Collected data
········
//! Decode table for the 151 documented 6502 opcodes.

#[rustfmt::skip]
#[derive(Debug, Clone, Copy, PartialEq, Eq)]
pub enum Mnemonic {
    ADC, AND, ASL, BCC, BCS, BEQ, BIT, BMI, BNE, BPL, BRK, BVC, BVS, CLC,
    CLD, CLI, CLV, CMP, CPX, CPY, DEC, DEX, DEY, EOR, INC, INX, INY, JMP,
    JSR, LDA, LDX, LDY, LSR, NOP, ORA, PHA, PHP, PLA, PLP, ROL, ROR, RTI,
    RTS, SBC, SEC, SED, SEI, STA, STX, STY, TAX, TAY, TSX, TXA, TXS, TYA,
}

#[derive(Debug, Clone, Copy, PartialEq, Eq)]
pub enum AddressingMode {
    Implied,
    Accumulator,
    Immediate,
    ZeroPage,
    ZeroPageX,
    ZeroPageY,
    Absolute,
    AbsoluteX,
    AbsoluteY,
    Indirect,
    IndirectX,
    IndirectY,
    Relative,
}

impl AddressingMode {
    /// Operand bytes following the opcode.
    pub const fn operand_len(self) -> u16 {
        match self {
            AddressingMode::Implied | AddressingMode::Accumulator => 0,
            AddressingMode::Absolute
            | AddressingMode::AbsoluteX
            | AddressingMode::AbsoluteY
            | AddressingMode::Indirect => 2,
            _ => 1,
        }
    }
}

#[derive(Debug, Clone, Copy, PartialEq, Eq)]
pub struct Opcode {
    pub code: u8,
    pub mnemonic: Mnemonic,
    pub mode: AddressingMode,
    pub cycles: u8,
    /// +1 cycle when the effective address crosses a page.
    pub page_penalty: bool,
}

impl Opcode {
    pub const fn len(&self) -> u16 {
        1 + self.mode.operand_len()
    }
}

const fn op(code: u8, mnemonic: Mnemonic, mode: AddressingMode, cycles: u8, page_penalty: bool) -> Opcode {
    Opcode {
        code,
        mnemonic,
        mode,
        cycles,
        page_penalty,
    }
}

use AddressingMode::*;
use Mnemonic::*;

#[rustfmt::skip]
const OFFICIAL: [Opcode; 151] = [
    op(0x69, ADC, Immediate, 2, false), op(0x65, ADC, ZeroPage, 3, false),
    op(0x75, ADC, ZeroPageX, 4, false), op(0x6d, ADC, Absolute, 4, false),
    op(0x7d, ADC, AbsoluteX, 4, true),  op(0x79, ADC, AbsoluteY, 4, true),
    op(0x61, ADC, IndirectX, 6, false), op(0x71, ADC, IndirectY, 5, true),

    op(0x29, AND, Immediate, 2, false), op(0x25, AND, ZeroPage, 3, false),
    op(0x35, AND, ZeroPageX, 4, false), op(0x2d, AND, Absolute, 4, false),
    op(0x3d, AND, AbsoluteX, 4, true),  op(0x39, AND, AbsoluteY, 4, true),
    op(0x21, AND, IndirectX, 6, false), op(0x31, AND, IndirectY, 5, true),

    op(0x0a, ASL, Accumulator, 2, false), op(0x06, ASL, ZeroPage, 5, false),
    op(0x16, ASL, ZeroPageX, 6, false),   op(0x0e, ASL, Absolute, 6, false),
    op(0x1e, ASL, AbsoluteX, 7, false),

    op(0x90, BCC, Relative, 2, false), op(0xb0, BCS, Relative, 2, false),
    op(0xf0, BEQ, Relative, 2, false), op(0x30, BMI, Relative, 2, false),
    op(0xd0, BNE, Relative, 2, false), op(0x10, BPL, Relative, 2, false),
    op(0x50, BVC, Relative, 2, false), op(0x70, BVS, Relative, 2, false),

    op(0x24, BIT, ZeroPage, 3, false), op(0x2c, BIT, Absolute, 4, false),

    op(0x00, BRK, Implied, 7, false),

    op(0x18, CLC, Implied, 2, false), op(0xd8, CLD, Implied, 2, false),
    op(0x58, CLI, Implied, 2, false), op(0xb8, CLV, Implied, 2, false),

    op(0xc9, CMP, Immediate, 2, false), op(0xc5, CMP, ZeroPage, 3, false),
    op(0xd5, CMP, ZeroPageX, 4, false), op(0xcd, CMP, Absolute, 4, false),
    op(0xdd, CMP, AbsoluteX, 4, true),  op(0xd9, CMP, AbsoluteY, 4, true),
    op(0xc1, CMP, IndirectX, 6, false), op(0xd1, CMP, IndirectY, 5, true),

    op(0xe0, CPX, Immediate, 2, false), op(0xe4, CPX, ZeroPage, 3, false),
    op(0xec, CPX, Absolute, 4, false),
    op(0xc0, CPY, Immediate, 2, false), op(0xc4, CPY, ZeroPage, 3, false),
    op(0xcc, CPY, Absolute, 4, false),

    op(0xc6, DEC, ZeroPage, 5, false),  op(0xd6, DEC, ZeroPageX, 6, false),
    op(0xce, DEC, Absolute, 6, false),  op(0xde, DEC, AbsoluteX, 7, false),
    op(0xca, DEX, Implied, 2, false),   op(0x88, DEY, Implied, 2, false),

    op(0x49, EOR, Immediate, 2, false), op(0x45, EOR, ZeroPage, 3, false),
    op(0x55, EOR, ZeroPageX, 4, false), op(0x4d, EOR, Absolute, 4, false),
    op(0x5d, EOR, AbsoluteX, 4, true),  op(0x59, EOR, AbsoluteY, 4, true),
    op(0x41, EOR, IndirectX, 6, false), op(0x51, EOR, IndirectY, 5, true),

    op(0xe6, INC, ZeroPage, 5, false),  op(0xf6, INC, ZeroPageX, 6, false),
    op(0xee, INC, Absolute, 6, false),  op(0xfe, INC, AbsoluteX, 7, false),
    op(0xe8, INX, Implied, 2, false),   op(0xc8, INY, Implied, 2, false),

    op(0x4c, JMP, Absolute, 3, false),  op(0x6c, JMP, Indirect, 5, false),
    op(0x20, JSR, Absolute, 6, false),

    op(0xa9, LDA, Immediate, 2, false), op(0xa5, LDA, ZeroPage, 3, false),
    op(0xb5, LDA, ZeroPageX, 4, false), op(0xad, LDA, Absolute, 4, false),
    op(0xbd, LDA, AbsoluteX, 4, true),  op(0xb9, LDA, AbsoluteY, 4, true),
    op(0xa1, LDA, IndirectX, 6, false), op(0xb1, LDA, IndirectY, 5, true),

    op(0xa2, LDX, Immediate, 2, false), op(0xa6, LDX, ZeroPage, 3, false),
    op(0xb6, LDX, ZeroPageY, 4, false), op(0xae, LDX, Absolute, 4, false),
    op(0xbe, LDX, AbsoluteY, 4, true),

    op(0xa0, LDY, Immediate, 2, false), op(0xa4, LDY, ZeroPage, 3, false),
    op(0xb4, LDY, ZeroPageX, 4, false), op(0xac, LDY, Absolute, 4, false),
    op(0xbc, LDY, AbsoluteX, 4, true),

    op(0x4a, LSR, Accumulator, 2, false), op(0x46, LSR, ZeroPage, 5, false),
    op(0x56, LSR, ZeroPageX, 6, false),   op(0x4e, LSR, Absolute, 6, false),
    op(0x5e, LSR, AbsoluteX, 7, false),

    op(0xea, NOP, Implied, 2, false),

    op(0x09, ORA, Immediate, 2, false), op(0x05, ORA, ZeroPage, 3, false),
    op(0x15, ORA, ZeroPageX, 4, false), op(0x0d, ORA, Absolute, 4, false),
    op(0x1d, ORA, AbsoluteX, 4, true),  op(0x19, ORA, AbsoluteY, 4, true),
    op(0x01, ORA, IndirectX, 6, false), op(0x11, ORA, IndirectY, 5, true),

    op(0x48, PHA, Implied, 3, false), op(0x08, PHP, Implied, 3, false),
    op(0x68, PLA, Implied, 4, false), op(0x28, PLP, Implied, 4, false),

    op(0x2a, ROL, Accumulator, 2, false), op(0x26, ROL, ZeroPage, 5, false),
    op(0x36, ROL, ZeroPageX, 6, false),   op(0x2e, ROL, Absolute, 6, false),
    op(0x3e, ROL, AbsoluteX, 7, false),

    op(0x6a, ROR, Accumulator, 2, false), op(0x66, ROR, ZeroPage, 5, false),
    op(0x76, ROR, ZeroPageX, 6, false),   op(0x6e, ROR, Absolute, 6, false),
    op(0x7e, ROR, AbsoluteX, 7, false),

    op(0x40, RTI, Implied, 6, false), op(0x60, RTS, Implied, 6, false),

    op(0xe9, SBC, Immediate, 2, false), op(0xe5, SBC, ZeroPage, 3, false),
    op(0xf5, SBC, ZeroPageX, 4, false), op(0xed, SBC, Absolute, 4, false),
    op(0xfd, SBC, AbsoluteX, 4, true),  op(0xf9, SBC, AbsoluteY, 4, true),
    op(0xe1, SBC, IndirectX, 6, false), op(0xf1, SBC, IndirectY, 5, true),

    op(0x38, SEC, Implied, 2, false), op(0xf8, SED, Implied, 2, false),
    op(0x78, SEI, Implied, 2, false),

    op(0x85, STA, ZeroPage, 3, false),  op(0x95, STA, ZeroPageX, 4, false),
    op(0x8d, STA, Absolute, 4, false),  op(0x9d, STA, AbsoluteX, 5, false),
    op(0x99, STA, AbsoluteY, 5, false), op(0x81, STA, IndirectX, 6, false),
    op(0x91, STA, IndirectY, 6, false),

    op(0x86, STX, ZeroPage, 3, false),  op(0x96, STX, ZeroPageY, 4, false),
    op(0x8e, STX, Absolute, 4, false),
    op(0x84, STY, ZeroPage, 3, false),  op(0x94, STY, ZeroPageX, 4, false),
    op(0x8c, STY, Absolute, 4, false),

    op(0xaa, TAX, Implied, 2, false), op(0xa8, TAY, Implied, 2, false),
    op(0xba, TSX, Implied, 2, false), op(0x8a, TXA, Implied, 2, false),
    op(0x9a, TXS, Implied, 2, false), op(0x98, TYA, Implied, 2, false),
];

const fn build_table() -> [Option<Opcode>; 256] {
    let mut table = [None; 256];
    let mut i = 0;
    while i < OFFICIAL.len() {
        table[OFFICIAL[i].code as usize] = Some(OFFICIAL[i]);
        i += 1;
    }
    table
}

pub static OPCODE_TABLE: [Option<Opcode>; 256] = build_table();

pub fn decode(code: u8) -> Option<&'static Opcode> {
    OPCODE_TABLE[code as usize].as_ref()
}

#[cfg(test)]
mod opcodes_test {
    use super::*;

    #[test]
    fn test_official_count() {
        assert_eq!(OPCODE_TABLE.iter().flatten().count(), 151);
    }

    #[test]
    fn test_entries_sit_at_their_code() {
        for (code, entry) in OPCODE_TABLE.iter().enumerate() {
            if let Some(opcode) = entry {
                assert_eq!(opcode.code as usize, code);
            }
        }
    }

    #[test]
    fn test_known_entries() {
        let lda = decode(0xb1).unwrap();
        assert_eq!((lda.mnemonic, lda.mode, lda.cycles), (LDA, IndirectY, 5));
        assert!(lda.page_penalty);
        assert_eq!(lda.len(), 2);

        let sta = decode(0x9d).unwrap();
        assert!(!sta.page_penalty);
        assert_eq!(sta.cycles, 5);

        assert_eq!(decode(0x6c).unwrap().len(), 3);
        assert!(decode(0x02).is_none());
        assert!(decode(0xff).is_none());
    }
}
········
WHAT TO DO: Produce only the lines from the line containing "let lda = decode(0xb1).unwrap();" through the line containing "let sta = decode(0x9d).unwrap();", inclusive of both, exactly as they stand in the entries above.

TASK OUTPUT:
        let lda = decode(0xb1).unwrap();
        assert_eq!((lda.mnemonic, lda.mode, lda.cycles), (LDA, IndirectY, 5));
        assert!(lda.page_penalty);
        assert_eq!(lda.len(), 2);

        let sta = decode(0x9d).unwrap();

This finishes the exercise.